製造過程で変質して狙い通りのワクチン作れない

   慶応大学医学部の菅谷憲夫客員教授が解説した。「A香港型はワクチン製造過程で性質が変わり、狙い通りのワクチンを作ろうと思っても上手くできないんです。変質してしまったワクチンを打っても効果は下がってしまいます」

   A香港型のワクチンの効果は、健康成人で40~50%にとどまり、高齢者の効果は10~20%程度しかないという。感染すると、「幼い子供は熱性のけいれんを起こしやすいうえ、インフルエンザ脳炎(いわゆる脳症)を起こしやすいんです。
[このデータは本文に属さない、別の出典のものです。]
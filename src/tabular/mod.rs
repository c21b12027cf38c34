//! # Tabular Loader
//!
//! Reads CSV and XLSX extracts into an in-memory [`Table`] of typed values,
//! groups rows by a key column and detects input files by filename keywords.
use crate::error::ReportError;
use std::cmp::Ordering;
use std::collections::BTreeMap;
use std::collections::BTreeSet;
use std::fmt;
use std::path::Path;
use thiserror::Error;

mod cell;
pub(crate) mod delimited;
pub mod detect;
pub(crate) mod reference;
pub(crate) mod xlsx;

/// Errors raised while loading or querying tabular data.
#[derive(Error, Debug)]
pub enum TabularError {
    #[error("Unsupported file format '{0}'")]
    UnsupportedFormat(String),

    #[error("Missing column '{column}' in '{table}'")]
    MissingColumn { table: String, column: String },

    #[error("Workbook '{0}' has no worksheet")]
    EmptyWorkbook(String),

    #[error("Missing part '{0}' in workbook")]
    MissingPart(String),
}

/// A single cell value of a loaded table.
#[derive(Clone, Debug, Default, PartialEq)]
pub enum Value {
    #[default]
    Empty,
    Number(f64),
    Text(String),
}

impl Value {
    /// Parses raw field text: blank is empty, numeric text is a number, anything else is text.
    pub fn parse(raw: &str) -> Value {
        let trimmed = raw.trim();
        if trimmed.is_empty() {
            Value::Empty
        } else {
            match trimmed.parse::<f64>() {
                // `f64` also accepts words such as `NaN` and `inf`; those stay text
                Ok(number) if number.is_finite() && trimmed.bytes().any(|b| b.is_ascii_digit()) => Value::Number(number),
                _ => Value::Text(trimmed.to_owned()),
            }
        }
    }

    /// Text kept as text, trimmed; blank is empty
    pub fn text(raw: &str) -> Value {
        match raw.trim() {
            "" => Value::Empty,
            trimmed => Value::Text(trimmed.to_owned()),
        }
    }

    pub fn is_empty(&self) -> bool {
        matches!(self, Value::Empty)
    }

    /// Numeric view of the value; numeric text is accepted.
    pub fn as_f64(&self) -> Option<f64> {
        match self {
            Value::Number(number) => Some(*number),
            Value::Text(text) => text.trim().replace(',', "").parse().ok().filter(|number: &f64| number.is_finite()),
            Value::Empty => None,
        }
    }

    /// Orders values with numbers first, then text, then empties
    fn sort_cmp(&self, other: &Value) -> Ordering {
        match (self, other) {
            (Value::Number(a), Value::Number(b)) => a.total_cmp(b),
            (Value::Text(a), Value::Text(b)) => a.cmp(b),
            (Value::Number(_), _) => Ordering::Less,
            (_, Value::Number(_)) => Ordering::Greater,
            (Value::Text(_), Value::Empty) => Ordering::Less,
            (Value::Empty, Value::Text(_)) => Ordering::Greater,
            (Value::Empty, Value::Empty) => Ordering::Equal,
        }
    }
}

impl fmt::Display for Value {
    fn fmt(&self, f: &mut fmt::Formatter<'_>) -> fmt::Result {
        match self {
            Value::Empty => Ok(()),
            Value::Number(number) if number.fract() == 0.0 && number.abs() < 1e15 => {
                write!(f, "{}", *number as i64)
            }
            Value::Number(number) => write!(f, "{}", number),
            Value::Text(text) => f.write_str(text),
        }
    }
}

/// A header row plus data rows, all rows padded to the header width.
#[derive(Clone, Debug, Default, PartialEq)]
pub struct Table {
    pub(crate) name: String,
    pub(crate) headers: Vec<String>,
    pub(crate) rows: Vec<Vec<Value>>,
}

impl Table {
    pub fn new(name: &str, headers: Vec<String>) -> Table {
        Table {
            name: name.to_owned(),
            headers,
            rows: Vec::new(),
        }
    }

    /// Appends a row, padding or truncating it to the header width
    pub fn push(&mut self, mut row: Vec<Value>) {
        row.resize(self.headers.len(), Value::Empty);
        self.rows.push(row);
    }

    pub fn len(&self) -> usize {
        self.rows.len()
    }

    pub fn is_empty(&self) -> bool {
        self.rows.is_empty()
    }

    pub fn headers(&self) -> &[String] {
        &self.headers
    }

    pub fn column_index(&self, column: &str) -> Option<usize> {
        self.headers.iter().position(|header| header == column)
    }

    /// Like [`Table::column_index`] but a missing column is an error
    pub fn require_column(&self, column: &str) -> Result<usize, ReportError> {
        self.column_index(column).ok_or_else(|| {
            TabularError::MissingColumn {
                table: self.name.to_owned(),
                column: column.to_owned(),
            }
            .into()
        })
    }

    /// Cell lookup by row index and column name; `None` when the column does not exist
    pub fn get(&self, row: usize, column: &str) -> Option<&Value> {
        let index = self.column_index(column)?;
        self.rows.get(row).map(|values| &values[index])
    }

    /// Sum of the numeric values of a column; non-numeric cells are skipped
    pub fn sum(&self, column: &str) -> Result<f64, ReportError> {
        let index = self.require_column(column)?;
        Ok(self.rows.iter().filter_map(|row| row[index].as_f64()).sum())
    }

    /// Distinct display values of a column in ascending order
    pub fn distinct(&self, column: &str) -> Result<Vec<String>, ReportError> {
        let index = self.require_column(column)?;
        let values: BTreeSet<String> = self.rows.iter()
            .map(|row| row[index].to_string())
            .filter(|value| !value.is_empty())
            .collect();
        Ok(values.into_iter().collect())
    }

    /// Splits the table by the display value of a key column.
    /// Rows keep their relative order inside each group; rows with an empty key are dropped.
    pub fn group_by(&self, column: &str) -> Result<BTreeMap<String, Table>, ReportError> {
        let index = self.require_column(column)?;
        let mut groups = BTreeMap::<String, Table>::new();
        for row in &self.rows {
            let key = row[index].to_string();
            if key.is_empty() {
                continue;
            }
            groups
                .entry(key)
                .or_insert_with(|| Table::new(&self.name, self.headers.clone()))
                .rows
                .push(row.clone());
        }
        Ok(groups)
    }

    /// Stable sort by a column; `descending` keeps empties last either way
    pub fn sort_by(&mut self, column: &str, descending: bool) -> Result<(), ReportError> {
        let index = self.require_column(column)?;
        self.rows.sort_by(|a, b| {
            let (a, b) = (&a[index], &b[index]);
            match (a.is_empty(), b.is_empty()) {
                (true, false) => Ordering::Greater,
                (false, true) => Ordering::Less,
                _ if descending => b.sort_cmp(a),
                _ => a.sort_cmp(b),
            }
        });
        Ok(())
    }
}

/// Loads a CSV or XLSX file into a table, dispatching on the file extension.
pub fn load(path: &Path) -> Result<Table, ReportError> {
    let extension = path
        .extension()
        .and_then(|extension| extension.to_str())
        .map(|extension| extension.to_ascii_lowercase())
        .unwrap_or_default();
    log::debug!("Loading table '{}'", path.display());
    match extension.as_str() {
        "csv" => delimited::read_csv(path),
        "xlsx" | "xlsm" => xlsx::read_first_sheet(path),
        _ => Err(TabularError::UnsupportedFormat(path.display().to_string()))?,
    }
}

#[cfg(test)]
mod tests {
    use super::*;

    fn table(rows: &[(&str, f64)]) -> Table {
        let mut table = Table::new("test", vec!["company".to_owned(), "value".to_owned()]);
        for (company, value) in rows {
            table.push(vec![Value::Text((*company).to_owned()), Value::Number(*value)]);
        }
        table
    }

    #[test]
    fn parse_values() {
        assert_eq!(Value::parse(""), Value::Empty);
        assert_eq!(Value::parse(" 12 "), Value::Number(12.0));
        assert_eq!(Value::parse("2026-02-02"), Value::Text("2026-02-02".to_owned()));
        assert_eq!(Value::Number(1200.0).to_string(), "1200");
        assert_eq!(Value::Number(1.5).to_string(), "1.5");
    }

    #[test]
    fn number_words_and_padding_stay_text() {
        assert_eq!(Value::parse("NaN"), Value::Text("NaN".to_owned()));
        assert_eq!(Value::parse("Infinity").to_string(), "Infinity");
        assert_eq!(Value::parse("inf").as_f64(), None);
        assert_eq!(Value::parse(" Acme "), Value::Text("Acme".to_owned()));
        assert_eq!(Value::parse("-1.5e3"), Value::Number(-1500.0));

        let mut names = Table::new("summary", vec!["company".to_owned()]);
        for name in ["NaN", "Infinity", " Acme", "Acme"] {
            names.push(vec![Value::parse(name)]);
        }
        let groups = names.group_by("company").unwrap();
        assert_eq!(groups.keys().cloned().collect::<Vec<_>>(), vec!["Acme", "Infinity", "NaN"]);
        assert_eq!(groups["Acme"].len(), 2);
    }

    #[test]
    fn grouping_is_independent_of_row_order() {
        let forward = table(&[("Acme", 1.0), ("Beta", 2.0), ("Acme", 3.0), ("Beta", 4.0)]);
        let backward = table(&[("Beta", 4.0), ("Acme", 3.0), ("Beta", 2.0), ("Acme", 1.0)]);
        let forward = forward.group_by("company").unwrap();
        let backward = backward.group_by("company").unwrap();
        assert_eq!(forward.keys().collect::<Vec<_>>(), backward.keys().collect::<Vec<_>>());
        for (key, group) in &forward {
            let mut expected = group.rows.iter().map(|row| row[1].to_string()).collect::<Vec<_>>();
            let mut actual = backward[key].rows.iter().map(|row| row[1].to_string()).collect::<Vec<_>>();
            expected.sort();
            actual.sort();
            assert_eq!(expected, actual);
        }
    }

    #[test]
    fn missing_group_column_is_reported() {
        let error = table(&[("Acme", 1.0)]).group_by("client").unwrap_err();
        assert!(error.to_string().contains("client"));
    }

    #[test]
    fn sort_descending_keeps_empties_last() {
        let mut table = table(&[("a", 1.0), ("b", 3.0), ("c", 2.0)]);
        table.push(vec![Value::Text("d".to_owned()), Value::Empty]);
        table.sort_by("value", true).unwrap();
        let order: Vec<String> = table.rows.iter().map(|row| row[0].to_string()).collect();
        assert_eq!(order, vec!["b", "c", "a", "d"]);
    }

    #[test]
    fn sum_and_distinct() {
        let table = table(&[("Acme", 1.0), ("Beta", 2.5), ("Acme", 3.0)]);
        assert_eq!(table.sum("value").unwrap(), 6.5);
        assert_eq!(table.distinct("company").unwrap(), vec!["Acme", "Beta"]);
    }
}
一番心配なのは高齢者で、肺炎を起こし、場合によっては亡くなることもあります」

   A香港型が流行した2013年1月、群馬・太田市の特別養護老人ホームで2週間に46人(高齢者31人、職員15人)が感染し、うち1人が亡くなった。ほぼ全員がワクチン接種を受けていたが、ほとんど効果はなかった。

なぜ急に「無効説」言い出したのか...

   番組にゲスト出演した感染制御学が専門の東邦大学看護学部・小林寅喆教授は「それでも打つべきだ」と強調する。健康成人には5割近くの効果があり、他への感染を防ぐし、高齢者や小さい子どももまったく効果がないわけではないからだ。

   萩谷順(ジャーナリスト)「A香港型は一番多く流行しているのに、なぜ今になって突然ワクチンは効きにくいといわれるのか。昨年と今年で何が違うのですか」

   小林教授「流行の度合いが違うから」と直答を避けた。そうしたワクチン効果の度合いを説明し、警鐘を鳴らすのは大学の医療関係者ではなく、厚労省など行政機関というわけだろう。日本はよほどの緊急事態でない限り、そうした医療情報は提供されない。